In the study, the multidisciplinary team including nanotechnology experts Max Lu and Shizang Qiao from UQ's Australian Institute for Bioengineering and Nanotechnology, loaded the BVDV protein onto silica nanoparticles around 100 nanometres wide and injected that into mice. The mice appear to have remained healthy.

 

The team found that the nanoparticles did not require any adjuvant, a substance included in vaccines to boost immune responses, to be added. Currently, adjuvants are added to most conventional vaccines to improve vaccine-induced protection from diseases.

 

"The cost of formulating vaccines with adjuvants can significantly contribute to the price of vaccines.
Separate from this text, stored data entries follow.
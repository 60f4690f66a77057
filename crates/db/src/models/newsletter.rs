//! Newsletter subscription model and DTOs.

use serde::{Deserialize, Serialize};
use sqlx::FromRow;
use vitrine_core::types::{DbId, Timestamp};

/// A row from the `newsletter_subscriptions` table.
///
/// `unsubscribe_token` is only ever handed to the subscriber (in the email
/// footer) and is skipped when serializing to admin responses.
#[derive(Debug, Clone, FromRow, Serialize)]
pub struct NewsletterSubscription {
    pub id: DbId,
    pub email: String,
    pub status: String,
    #[serde(skip_serializing)]
    pub unsubscribe_token: String,
    pub source: Option<String>,
    pub subscribed_at: Timestamp,
    pub unsubscribed_at: Option<Timestamp>,
    pub created_at: Timestamp,
    pub updated_at: Timestamp,
}

/// DTO for a sign-up. `email` must already be normalised.
#[derive(Debug, Clone)]
pub struct CreateSubscription {
    pub email: String,
    pub source: Option<String>,
}

/// Filter for the admin subscriber listing.
#[derive(Debug, Clone, Default, Deserialize)]
pub struct SubscriptionQuery {
    pub status: Option<String>,
    pub limit: Option<i64>,
    pub offset: Option<i64>,
}

/// What a subscribe call did, so the handler can pick the status code.
#[derive(Debug, Clone, Copy, PartialEq, Eq, Serialize)]
#[serde(rename_all = "snake_case")]
pub enum SubscribeOutcome {
    Created,
    Resubscribed,
    AlreadySubscribed,
}
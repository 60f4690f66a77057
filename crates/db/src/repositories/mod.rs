//! Repository layer.
//!
//! Each repository is a zero-sized struct providing async CRUD methods
//! that accept `&PgPool` as the first argument.

pub mod about_repo;
pub mod audit_repo;
pub mod contact_repo;
pub mod faq_repo;
pub mod gallery_repo;
pub mod newsletter_repo;
pub mod package_repo;
pub mod project_image_repo;
pub mod project_repo;
pub mod review_repo;
pub mod role_repo;
pub mod seo_repo;
pub mod service_repo;
pub mod session_repo;
pub mod setting_repo;
pub mod sortable_repo;
pub mod stat_repo;
pub mod trash_repo;
pub mod user_repo;

pub use about_repo::AboutContentRepo;
pub use audit_repo::AuditLogRepo;
pub use contact_repo::ContactSubmissionRepo;
pub use faq_repo::FaqRepo;
pub use gallery_repo::GalleryItemRepo;
pub use newsletter_repo::NewsletterRepo;
pub use package_repo::PackageRepo;
pub use project_image_repo::ProjectImageRepo;
pub use project_repo::ProjectRepo;
pub use review_repo::ReviewRepo;
pub use role_repo::RoleRepo;
pub use seo_repo::SeoRepo;
pub use service_repo::ServiceRepo;
pub use session_repo::SessionRepo;
pub use setting_repo::SettingRepo;
pub use sortable_repo::SortableRepo;
pub use stat_repo::StatRepo;
pub use trash_repo::TrashRepo;
pub use user_repo::UserRepo;
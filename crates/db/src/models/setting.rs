//! Site setting (key/value) model and DTOs.

use serde::{Deserialize, Serialize};
use sqlx::FromRow;
use vitrine_core::types::{DbId, Timestamp};

/// A row from the `settings` table. `value` is arbitrary JSON.
#[derive(Debug, Clone, FromRow, Serialize)]
pub struct Setting {
    pub id: DbId,
    pub key: String,
    pub value: serde_json::Value,
    pub group_name: String,
    pub description: Option<String>,
    pub is_public: bool,
    pub created_at: Timestamp,
    pub updated_at: Timestamp,
}

/// DTO for `PUT /admin/settings/{key}`: creates or replaces the value.
#[derive(Debug, Clone, Deserialize)]
pub struct UpsertSetting {
    pub value: serde_json::Value,
    pub group_name: Option<String>,
    pub description: Option<String>,
    pub is_public: Option<bool>,
}
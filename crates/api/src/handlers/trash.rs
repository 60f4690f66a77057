//! Handlers for `/admin/trash`, the cross-table view of soft-deleted
//! content.
//!
//! Listing is open to editors; purging is admin only.

use axum::extract::{Path, Query, State};
use axum::http::StatusCode;
use axum::Json;
use serde::Deserialize;
use serde_json::json;
use vitrine_core::audit::action_types;
use vitrine_core::error::CoreError;
use vitrine_core::types::DbId;
use vitrine_db::repositories::trash_repo::TrashedItem;
use vitrine_db::repositories::{SortableRepo, TrashRepo};
use vitrine_db::ContentTable;

use super::audit;
use crate::error::{AppError, AppResult};
use crate::middleware::rbac::{RequireAdmin, RequireEditor};
use crate::response::DataResponse;
use crate::state::AppState;

#[derive(Debug, Deserialize)]
pub struct TrashQuery {
    /// Table name filter, e.g. `services` or `gallery_items`.
    #[serde(rename = "type")]
    pub entity_type: Option<String>,
}

/// GET /api/v1/admin/trash?type=
pub async fn list_trashed(
    State(state): State<AppState>,
    RequireEditor(_user): RequireEditor,
    Query(params): Query<TrashQuery>,
) -> AppResult<Json<DataResponse<Vec<TrashedItem>>>> {
    let table = params
        .entity_type
        .as_deref()
        .map(parse_entity_type)
        .transpose()?;
    let items = TrashRepo::list_trashed(&state.pool, table).await?;
    Ok(Json(DataResponse { data: items }))
}

/// DELETE /api/v1/admin/trash/{entity_type}/{id}
///
/// Permanently delete one trashed row.
pub async fn purge_one(
    State(state): State<AppState>,
    RequireAdmin(admin): RequireAdmin,
    Path((entity_type, id)): Path<(String, DbId)>,
) -> AppResult<StatusCode> {
    let table = parse_entity_type(&entity_type)?;
    if !SortableRepo::hard_delete(&state.pool, table, id).await? {
        return Err(AppError::Core(CoreError::NotFound {
            entity: "TrashedItem",
            id,
        }));
    }

    audit::record(
        &state,
        &admin,
        action_types::ENTITY_PURGE,
        table.table(),
        Some(id),
        None,
    )
    .await;

    Ok(StatusCode::NO_CONTENT)
}

/// DELETE /api/v1/admin/trash
///
/// Empty the trash across every content table.
pub async fn purge_all(
    State(state): State<AppState>,
    RequireAdmin(admin): RequireAdmin,
) -> AppResult<Json<DataResponse<serde_json::Value>>> {
    let purged = TrashRepo::purge_all(&state.pool).await?;

    tracing::info!(purged, user_id = admin.user_id, "Trash emptied");
    audit::record(
        &state,
        &admin,
        action_types::ENTITY_PURGE,
        "trash",
        None,
        Some(json!({ "purged": purged })),
    )
    .await;

    Ok(Json(DataResponse {
        data: json!({ "purged": purged }),
    }))
}

fn parse_entity_type(entity_type: &str) -> AppResult<ContentTable> {
    ContentTable::from_table_name(entity_type)
        .ok_or_else(|| AppError::BadRequest(format!("Unknown entity type: {entity_type}")))
}
#![allow(dead_code)]

use std::sync::Arc;

use axum::body::Body;
use axum::http::header::{AUTHORIZATION, CONTENT_TYPE};
use axum::http::{Method, Request, Response, StatusCode};
use axum::Router;
use http_body_util::BodyExt;
use sqlx::PgPool;
use tower::ServiceExt;

use vitrine_api::auth::jwt::JwtConfig;
use vitrine_api::auth::password::hash_password;
use vitrine_api::config::ServerConfig;
use vitrine_api::notifications::NoopNotifier;
use vitrine_api::router::build_app_router;
use vitrine_api::state::AppState;
use vitrine_db::models::user::{CreateUser, User};
use vitrine_db::repositories::UserRepo;

pub const ADMIN_ROLE_ID: i64 = 1;
pub const EDITOR_ROLE_ID: i64 = 2;
pub const TEST_PASSWORD: &str = "correct-horse-battery";

/// Build a test `ServerConfig` with safe defaults.
pub fn test_config() -> ServerConfig {
    ServerConfig {
        host: "127.0.0.1".to_string(),
        port: 0,
        cors_origins: vec!["http://localhost:5173".to_string()],
        request_timeout_secs: 30,
        shutdown_timeout_secs: 30,
        contact_notify_email: None,
        jwt: JwtConfig {
            secret: "integration-test-secret".to_string(),
            access_token_expiry_mins: 15,
            refresh_token_expiry_days: 7,
        },
    }
}

/// Build the full application router with all middleware layers, using the
/// given database pool. Notifications are disabled.
pub fn build_test_app(pool: PgPool) -> Router {
    let config = test_config();
    let state = AppState {
        pool,
        config: Arc::new(config.clone()),
        notifier: Arc::new(NoopNotifier),
    };
    build_app_router(state, &config)
}

// ---------------------------------------------------------------------------
// Users and tokens
// ---------------------------------------------------------------------------

/// Insert a user with [`TEST_PASSWORD`] directly through the repository.
pub async fn create_user(pool: &PgPool, username: &str, role_id: i64) -> User {
    let input = CreateUser {
        username: username.to_string(),
        email: format!("{username}@test.com"),
        password_hash: hash_password(TEST_PASSWORD).expect("hashing should succeed"),
        role_id,
    };
    UserRepo::create(pool, &input)
        .await
        .expect("user creation should succeed")
}

/// Log in through the API and return the `data` object of the response.
pub async fn login(app: Router, username: &str, password: &str) -> serde_json::Value {
    let body = serde_json::json!({ "username": username, "password": password });
    let response = post_json(app, "/api/v1/auth/login", body).await;
    assert_eq!(response.status(), StatusCode::OK, "login should succeed");
    body_json(response).await["data"].clone()
}

/// Create a user with the given role and return an access token for them.
pub async fn token_for(pool: &PgPool, app: Router, username: &str, role_id: i64) -> String {
    create_user(pool, username, role_id).await;
    let data = login(app, username, TEST_PASSWORD).await;
    data["access_token"]
        .as_str()
        .expect("access_token must be a string")
        .to_string()
}

pub async fn admin_token(pool: &PgPool, app: Router) -> String {
    token_for(pool, app, "site-admin", ADMIN_ROLE_ID).await
}

pub async fn editor_token(pool: &PgPool, app: Router) -> String {
    token_for(pool, app, "site-editor", EDITOR_ROLE_ID).await
}

// ---------------------------------------------------------------------------
// Request helpers
// ---------------------------------------------------------------------------

async fn send(
    app: Router,
    method: Method,
    uri: &str,
    token: Option<&str>,
    body: Option<serde_json::Value>,
) -> Response<Body> {
    let mut builder = Request::builder().method(method).uri(uri);
    if let Some(token) = token {
        builder = builder.header(AUTHORIZATION, format!("Bearer {token}"));
    }
    let request = match body {
        Some(json) => builder
            .header(CONTENT_TYPE, "application/json")
            .body(Body::from(json.to_string()))
            .unwrap(),
        None => builder.body(Body::empty()).unwrap(),
    };
    app.oneshot(request).await.unwrap()
}

pub async fn get(app: Router, uri: &str) -> Response<Body> {
    send(app, Method::GET, uri, None, None).await
}

pub async fn get_auth(app: Router, uri: &str, token: &str) -> Response<Body> {
    send(app, Method::GET, uri, Some(token), None).await
}

pub async fn post_json(app: Router, uri: &str, body: serde_json::Value) -> Response<Body> {
    send(app, Method::POST, uri, None, Some(body)).await
}

pub async fn post_json_auth(
    app: Router,
    uri: &str,
    body: serde_json::Value,
    token: &str,
) -> Response<Body> {
    send(app, Method::POST, uri, Some(token), Some(body)).await
}

pub async fn post_auth(app: Router, uri: &str, token: &str) -> Response<Body> {
    send(app, Method::POST, uri, Some(token), None).await
}

pub async fn put_json_auth(
    app: Router,
    uri: &str,
    body: serde_json::Value,
    token: &str,
) -> Response<Body> {
    send(app, Method::PUT, uri, Some(token), Some(body)).await
}

pub async fn delete_auth(app: Router, uri: &str, token: &str) -> Response<Body> {
    send(app, Method::DELETE, uri, Some(token), None).await
}

/// Collect a response body and parse it as JSON.
pub async fn body_json(response: Response<Body>) -> serde_json::Value {
    let bytes = response.into_body().collect().await.unwrap().to_bytes();
    serde_json::from_slice(&bytes).expect("response body must be JSON")
}

/// Collect a response body as UTF-8 text.
pub async fn body_text(response: Response<Body>) -> String {
    let bytes = response.into_body().collect().await.unwrap().to_bytes();
    String::from_utf8(bytes.to_vec()).expect("response body must be UTF-8")
}
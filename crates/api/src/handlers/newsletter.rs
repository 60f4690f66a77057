//! Admin handlers for `/admin/newsletter` (subscriber list).

use axum::extract::{Path, Query, State};
use axum::http::{header, StatusCode};
use axum::response::IntoResponse;
use axum::Json;
use serde::Deserialize;
use vitrine_core::audit::action_types;
use vitrine_core::error::CoreError;
use vitrine_core::status::SubscriptionStatus;
use vitrine_core::types::DbId;
use vitrine_db::models::newsletter::{NewsletterSubscription, SubscriptionQuery};
use vitrine_db::repositories::NewsletterRepo;

use super::audit;
use crate::error::{AppError, AppResult};
use crate::middleware::rbac::RequireEditor;
use crate::response::{DataResponse, Page};
use crate::state::AppState;

/// `?status=` filter for the CSV export.
#[derive(Debug, Deserialize)]
pub struct ExportParams {
    pub status: Option<String>,
}

/// GET /api/v1/admin/newsletter?status=&limit=&offset=
pub async fn list_subscribers(
    State(state): State<AppState>,
    RequireEditor(_user): RequireEditor,
    Query(params): Query<SubscriptionQuery>,
) -> AppResult<Json<DataResponse<Page<NewsletterSubscription>>>> {
    if let Some(status) = &params.status {
        SubscriptionStatus::parse(status)?;
    }

    let items = NewsletterRepo::list(&state.pool, &params).await?;
    let total = NewsletterRepo::count(&state.pool, params.status.as_deref()).await?;
    Ok(Json(DataResponse {
        data: Page { items, total },
    }))
}

/// GET /api/v1/admin/newsletter/export?status=subscribed
///
/// Download subscribers as `text/csv`.
pub async fn export_csv(
    State(state): State<AppState>,
    RequireEditor(user): RequireEditor,
    Query(params): Query<ExportParams>,
) -> AppResult<impl IntoResponse> {
    if let Some(status) = &params.status {
        SubscriptionStatus::parse(status)?;
    }

    let rows = NewsletterRepo::list_all(&state.pool, params.status.as_deref()).await?;
    tracing::info!(rows = rows.len(), user_id = user.user_id, "Newsletter export");

    Ok((
        StatusCode::OK,
        [
            (header::CONTENT_TYPE, "text/csv"),
            (
                header::CONTENT_DISPOSITION,
                "attachment; filename=\"newsletter.csv\"",
            ),
        ],
        build_csv(&rows),
    ))
}

/// DELETE /api/v1/admin/newsletter/{id}
///
/// Permanent removal, for erasure requests.
pub async fn delete_subscriber(
    State(state): State<AppState>,
    RequireEditor(user): RequireEditor,
    Path(id): Path<DbId>,
) -> AppResult<StatusCode> {
    if !NewsletterRepo::delete(&state.pool, id).await? {
        return Err(AppError::Core(CoreError::NotFound {
            entity: "NewsletterSubscription",
            id,
        }));
    }

    audit::record(
        &state,
        &user,
        action_types::ENTITY_PURGE,
        "newsletter_subscriptions",
        Some(id),
        None,
    )
    .await;

    Ok(StatusCode::NO_CONTENT)
}

// ---------------------------------------------------------------------------
// CSV helpers
// ---------------------------------------------------------------------------

const CSV_HEADER: &str = "email,status,source,subscribed_at,unsubscribed_at";

fn build_csv(rows: &[NewsletterSubscription]) -> String {
    let mut out = String::from(CSV_HEADER);
    out.push('\n');
    for row in rows {
        let fields = [
            csv_escape(&row.email),
            csv_escape(&row.status),
            csv_escape(row.source.as_deref().unwrap_or("")),
            row.subscribed_at.to_rfc3339(),
            row.unsubscribed_at
                .map(|t| t.to_rfc3339())
                .unwrap_or_default(),
        ];
        out.push_str(&fields.join(","));
        out.push('\n');
    }
    out
}

/// Quote a value if it contains a comma, quote or newline.
fn csv_escape(value: &str) -> String {
    if value.contains([',', '"', '\n', '\r']) {
        format!("\"{}\"", value.replace('"', "\"\""))
    } else {
        value.to_string()
    }
}

#[cfg(test)]
mod tests {
    use chrono::{TimeZone, Utc};

    use super::*;

    fn row(email: &str, source: Option<&str>) -> NewsletterSubscription {
        let at = Utc.with_ymd_and_hms(2026, 3, 1, 9, 30, 0).unwrap();
        NewsletterSubscription {
            id: 1,
            email: email.into(),
            status: "subscribed".into(),
            unsubscribe_token: "t".into(),
            source: source.map(str::to_string),
            subscribed_at: at,
            unsubscribed_at: None,
            created_at: at,
            updated_at: at,
        }
    }

    #[test]
    fn csv_has_header_and_one_line_per_row() {
        let csv = build_csv(&[row("a@example.com", Some("footer")), row("b@example.com", None)]);
        let lines: Vec<&str> = csv.lines().collect();
        assert_eq!(lines[0], CSV_HEADER);
        assert_eq!(
            lines[1],
            "a@example.com,subscribed,footer,2026-03-01T09:30:00+00:00,"
        );
        assert!(lines[2].starts_with("b@example.com,subscribed,,"));
        assert_eq!(lines.len(), 3);
    }

    #[test]
    fn csv_escape_quotes_special_values() {
        assert_eq!(csv_escape("plain"), "plain");
        assert_eq!(csv_escape("blog, footer"), "\"blog, footer\"");
        assert_eq!(csv_escape("say \"hi\""), "\"say \"\"hi\"\"\"");
    }
}
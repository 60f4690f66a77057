//! Repository for the `projects` table (portfolio case studies).

use sqlx::PgPool;
use vitrine_core::types::DbId;

use crate::content_table::ContentTable;
use crate::models::project::{CreateProject, Project, UpdateProject};
use crate::repositories::SortableRepo;

const COLUMNS: &str = "id, title, slug, client_name, summary, description, cover_image_url, \
    category, completed_on, sort_order, is_active, deleted_at, created_at, updated_at";

/// Provides CRUD operations for portfolio projects.
pub struct ProjectRepo;

impl ProjectRepo {
    pub async fn create(
        pool: &PgPool,
        input: &CreateProject,
        slug: &str,
    ) -> Result<Project, sqlx::Error> {
        let mut tx = pool.begin().await?;
        let sort_order = match input.sort_order {
            Some(order) => order,
            None => SortableRepo::next_sort_order(&mut tx, ContentTable::Projects).await?,
        };
        let query = format!(
            "INSERT INTO projects \
                (title, slug, client_name, summary, description, cover_image_url, category, \
                 completed_on, sort_order, is_active) \
             VALUES ($1, $2, $3, $4, $5, $6, $7, $8, $9, COALESCE($10, true)) \
             RETURNING {COLUMNS}"
        );
        let row = sqlx::query_as::<_, Project>(&query)
            .bind(&input.title)
            .bind(slug)
            .bind(&input.client_name)
            .bind(&input.summary)
            .bind(&input.description)
            .bind(&input.cover_image_url)
            .bind(&input.category)
            .bind(input.completed_on)
            .bind(sort_order)
            .bind(input.is_active)
            .fetch_one(&mut *tx)
            .await?;
        tx.commit().await?;
        Ok(row)
    }

    pub async fn find_by_id(pool: &PgPool, id: DbId) -> Result<Option<Project>, sqlx::Error> {
        let query = format!("SELECT {COLUMNS} FROM projects WHERE id = $1 AND deleted_at IS NULL");
        sqlx::query_as::<_, Project>(&query)
            .bind(id)
            .fetch_optional(pool)
            .await
    }

    /// Find a published project by slug.
    pub async fn find_active_by_slug(
        pool: &PgPool,
        slug: &str,
    ) -> Result<Option<Project>, sqlx::Error> {
        let query = format!(
            "SELECT {COLUMNS} FROM projects \
             WHERE slug = $1 AND is_active = true AND deleted_at IS NULL"
        );
        sqlx::query_as::<_, Project>(&query)
            .bind(slug)
            .fetch_optional(pool)
            .await
    }

    pub async fn list(
        pool: &PgPool,
        include_inactive: bool,
        category: Option<&str>,
    ) -> Result<Vec<Project>, sqlx::Error> {
        let query = format!(
            "SELECT {COLUMNS} FROM projects \
             WHERE deleted_at IS NULL AND ($1 OR is_active = true) \
               AND ($2::TEXT IS NULL OR category = $2) \
             ORDER BY sort_order, id"
        );
        sqlx::query_as::<_, Project>(&query)
            .bind(include_inactive)
            .bind(category)
            .fetch_all(pool)
            .await
    }

    pub async fn update(
        pool: &PgPool,
        id: DbId,
        input: &UpdateProject,
    ) -> Result<Option<Project>, sqlx::Error> {
        let query = format!(
            "UPDATE projects SET \
                title = COALESCE($2, title), \
                slug = COALESCE($3, slug), \
                client_name = COALESCE($4, client_name), \
                summary = COALESCE($5, summary), \
                description = COALESCE($6, description), \
                cover_image_url = COALESCE($7, cover_image_url), \
                category = COALESCE($8, category), \
                completed_on = COALESCE($9, completed_on), \
                is_active = COALESCE($10, is_active) \
             WHERE id = $1 AND deleted_at IS NULL \
             RETURNING {COLUMNS}"
        );
        sqlx::query_as::<_, Project>(&query)
            .bind(id)
            .bind(&input.title)
            .bind(&input.slug)
            .bind(&input.client_name)
            .bind(&input.summary)
            .bind(&input.description)
            .bind(&input.cover_image_url)
            .bind(&input.category)
            .bind(input.completed_on)
            .bind(input.is_active)
            .fetch_optional(pool)
            .await
    }
}
//! Route definitions for `/public` (the marketing site, no auth).

use axum::routing::{get, post};
use axum::Router;

use crate::handlers::public;
use crate::state::AppState;

/// Routes mounted at `/public`.
///
/// ```text
/// GET  /services                 -> list_services
/// GET  /services/{slug}          -> get_service
/// GET  /packages                 -> list_packages
/// GET  /gallery                  -> list_gallery (?category=)
/// GET  /projects                 -> list_projects (?category=)
/// GET  /projects/{slug}          -> get_project
/// GET  /reviews                  -> list_reviews
/// GET  /stats                    -> list_stats
/// GET  /faqs                     -> list_faqs (?category=)
/// GET  /about                    -> list_about
/// GET  /settings                 -> public_settings
/// GET  /seo                      -> seo_for_path (?path=)
/// POST /contact                  -> submit_contact
/// POST /newsletter/subscribe     -> subscribe
/// POST /newsletter/unsubscribe   -> unsubscribe
/// ```
pub fn router() -> Router<AppState> {
    Router::new()
        .route("/services", get(public::list_services))
        .route("/services/{slug}", get(public::get_service))
        .route("/packages", get(public::list_packages))
        .route("/gallery", get(public::list_gallery))
        .route("/projects", get(public::list_projects))
        .route("/projects/{slug}", get(public::get_project))
        .route("/reviews", get(public::list_reviews))
        .route("/stats", get(public::list_stats))
        .route("/faqs", get(public::list_faqs))
        .route("/about", get(public::list_about))
        .route("/settings", get(public::public_settings))
        .route("/seo", get(public::seo_for_path))
        .route("/contact", post(public::submit_contact))
        .route("/newsletter/subscribe", post(public::subscribe))
        .route("/newsletter/unsubscribe", post(public::unsubscribe))
}
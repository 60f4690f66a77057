//! Route definitions for user management and the audit trail (admin only).

use axum::routing::{get, post};
use axum::Router;

use crate::handlers::{audit, users};
use crate::state::AppState;

/// Routes mounted at `/admin`.
///
/// ```text
/// GET    /users                        -> list_users
/// POST   /users                        -> create_user
/// GET    /users/{id}                   -> get_user
/// PUT    /users/{id}                   -> update_user
/// DELETE /users/{id}                   -> deactivate_user
/// POST   /users/{id}/reset-password    -> reset_password
/// GET    /roles                        -> list_roles
/// GET    /audit-logs                   -> list_audit_logs
/// ```
pub fn router() -> Router<AppState> {
    Router::new()
        .route("/users", get(users::list_users).post(users::create_user))
        .route(
            "/users/{id}",
            get(users::get_user)
                .put(users::update_user)
                .delete(users::deactivate_user),
        )
        .route("/users/{id}/reset-password", post(users::reset_password))
        .route("/roles", get(users::list_roles))
        .route("/audit-logs", get(audit::list_audit_logs))
}
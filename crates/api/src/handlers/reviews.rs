//! Admin handlers for the `/admin/reviews` resource (testimonials).

use axum::extract::{Path, Query, State};
use axum::http::StatusCode;
use axum::Json;
use serde_json::json;
use vitrine_core::audit::action_types;
use vitrine_core::error::CoreError;
use vitrine_core::types::DbId;
use vitrine_db::models::review::{CreateReview, Review, UpdateReview};
use vitrine_db::repositories::ReviewRepo;

use super::{audit, require_text, require_text_opt};
use crate::error::{AppError, AppResult};
use crate::middleware::rbac::RequireEditor;
use crate::query::IncludeInactiveParams;
use crate::response::DataResponse;
use crate::state::AppState;

fn validate_rating(rating: Option<i16>) -> AppResult<()> {
    match rating {
        Some(r) if !(1..=5).contains(&r) => Err(AppError::Core(CoreError::Validation(format!(
            "Rating must be between 1 and 5, got {r}"
        )))),
        _ => Ok(()),
    }
}

/// GET /api/v1/admin/reviews
pub async fn list_reviews(
    State(state): State<AppState>,
    RequireEditor(_user): RequireEditor,
    Query(params): Query<IncludeInactiveParams>,
) -> AppResult<Json<DataResponse<Vec<Review>>>> {
    let reviews = ReviewRepo::list(&state.pool, params.include_inactive).await?;
    Ok(Json(DataResponse { data: reviews }))
}

/// POST /api/v1/admin/reviews
pub async fn create_review(
    State(state): State<AppState>,
    RequireEditor(user): RequireEditor,
    Json(input): Json<CreateReview>,
) -> AppResult<(StatusCode, Json<DataResponse<Review>>)> {
    require_text("author_name", &input.author_name)?;
    require_text("content", &input.content)?;
    validate_rating(input.rating)?;

    let review = ReviewRepo::create(&state.pool, &input).await?;

    audit::record(
        &state,
        &user,
        action_types::ENTITY_CREATE,
        "reviews",
        Some(review.id),
        Some(json!({ "author_name": review.author_name })),
    )
    .await;

    Ok((StatusCode::CREATED, Json(DataResponse { data: review })))
}

/// GET /api/v1/admin/reviews/{id}
pub async fn get_review(
    State(state): State<AppState>,
    RequireEditor(_user): RequireEditor,
    Path(id): Path<DbId>,
) -> AppResult<Json<DataResponse<Review>>> {
    let review = ReviewRepo::find_by_id(&state.pool, id)
        .await?
        .ok_or(AppError::Core(CoreError::NotFound {
            entity: "Review",
            id,
        }))?;
    Ok(Json(DataResponse { data: review }))
}

/// PUT /api/v1/admin/reviews/{id}
pub async fn update_review(
    State(state): State<AppState>,
    RequireEditor(user): RequireEditor,
    Path(id): Path<DbId>,
    Json(input): Json<UpdateReview>,
) -> AppResult<Json<DataResponse<Review>>> {
    require_text_opt("author_name", input.author_name.as_deref())?;
    require_text_opt("content", input.content.as_deref())?;
    validate_rating(input.rating)?;

    let review = ReviewRepo::update(&state.pool, id, &input)
        .await?
        .ok_or(AppError::Core(CoreError::NotFound {
            entity: "Review",
            id,
        }))?;

    audit::record(
        &state,
        &user,
        action_types::ENTITY_UPDATE,
        "reviews",
        Some(id),
        None,
    )
    .await;

    Ok(Json(DataResponse { data: review }))
}
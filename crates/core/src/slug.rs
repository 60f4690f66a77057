//! URL slug generation and validation.

use std::sync::LazyLock;

use regex::Regex;

use crate::error::CoreError;

/// Maximum slug length in characters.
pub const MAX_SLUG_LENGTH: usize = 120;

static SLUG_RE: LazyLock<Regex> =
    LazyLock::new(|| Regex::new(r"^[a-z0-9]+(?:-[a-z0-9]+)*$").expect("valid slug regex"));

/// Derive a slug from free text: lowercase ASCII alphanumerics separated by
/// single hyphens. Non-ASCII characters are dropped.
///
/// ```
/// use vitrine_core::slug::slugify;
///
/// assert_eq!(slugify("Brand Identity & Logo Design"), "brand-identity-logo-design");
/// assert_eq!(slugify("  --Web  Apps--  "), "web-apps");
/// ```
pub fn slugify(text: &str) -> String {
    let mut slug = String::with_capacity(text.len());
    let mut pending_dash = false;

    for c in text.chars() {
        if c.is_ascii_alphanumeric() {
            if pending_dash && !slug.is_empty() {
                slug.push('-');
            }
            pending_dash = false;
            slug.push(c.to_ascii_lowercase());
        } else {
            pending_dash = true;
        }
    }

    if slug.len() > MAX_SLUG_LENGTH {
        slug.truncate(MAX_SLUG_LENGTH);
        while slug.ends_with('-') {
            slug.pop();
        }
    }
    slug
}

/// Check that `slug` is non-empty, short enough and in canonical form.
pub fn validate_slug(slug: &str) -> Result<(), CoreError> {
    if slug.len() > MAX_SLUG_LENGTH {
        return Err(CoreError::Validation(format!(
            "Slug must be at most {MAX_SLUG_LENGTH} characters"
        )));
    }
    if !SLUG_RE.is_match(slug) {
        return Err(CoreError::Validation(format!(
            "Invalid slug '{slug}': use lowercase letters, digits and single hyphens"
        )));
    }
    Ok(())
}

/// Use the supplied slug if present, otherwise derive one from `title`.
/// The result is always validated.
pub fn resolve_slug(explicit: Option<&str>, title: &str) -> Result<String, CoreError> {
    let slug = match explicit {
        Some(s) => s.trim().to_string(),
        None => slugify(title),
    };
    validate_slug(&slug)?;
    Ok(slug)
}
Nanoparticles offer the potential of reducing the cost of vaccines as they do not require the addition of adjuvants," said Mahony. "Also, vaccines are administered just once or twice in a lifetime, as opposed to drugs that require a more regular intake."

 

"Nanoparticle-based vaccines have been around for some time but it all depends on the technology that this group has used and how it differs from previous studies," said Jean-Pierre Scheerlinck, director at the Centre for Animal Biotechnology at the University of Melbourne, whose team had investigated the potential use of nano-bead vaccines in 2006.

 

Referring to the size of the silica nanoparticles used in this study (100 nanometres), he pointed out, "Groups of researchers have focused on different sizes and found quite different properties."

 

Angus Johnston, research fellow at the Department of Chemical & Biomolecular Engineering at the University of Melbourne said that there is a significant potential for nanovaccines to improve vaccination outcomes, and also noted that the size range of nanoparticles that is receiving the most attention in recent research is between 50-200 nanometres.

 

"This size range is good because it can readily enter cells where it needs to deliver the therapeutic cargo, and tends to have better biodistribution than larger particle sizes, meaning it will have a longer circulation time in the blood."

 

Using its successful BVDV nanovaccine as a model system, the team now plans to develop similar nanotechnology-based vaccines for other animal and human diseases.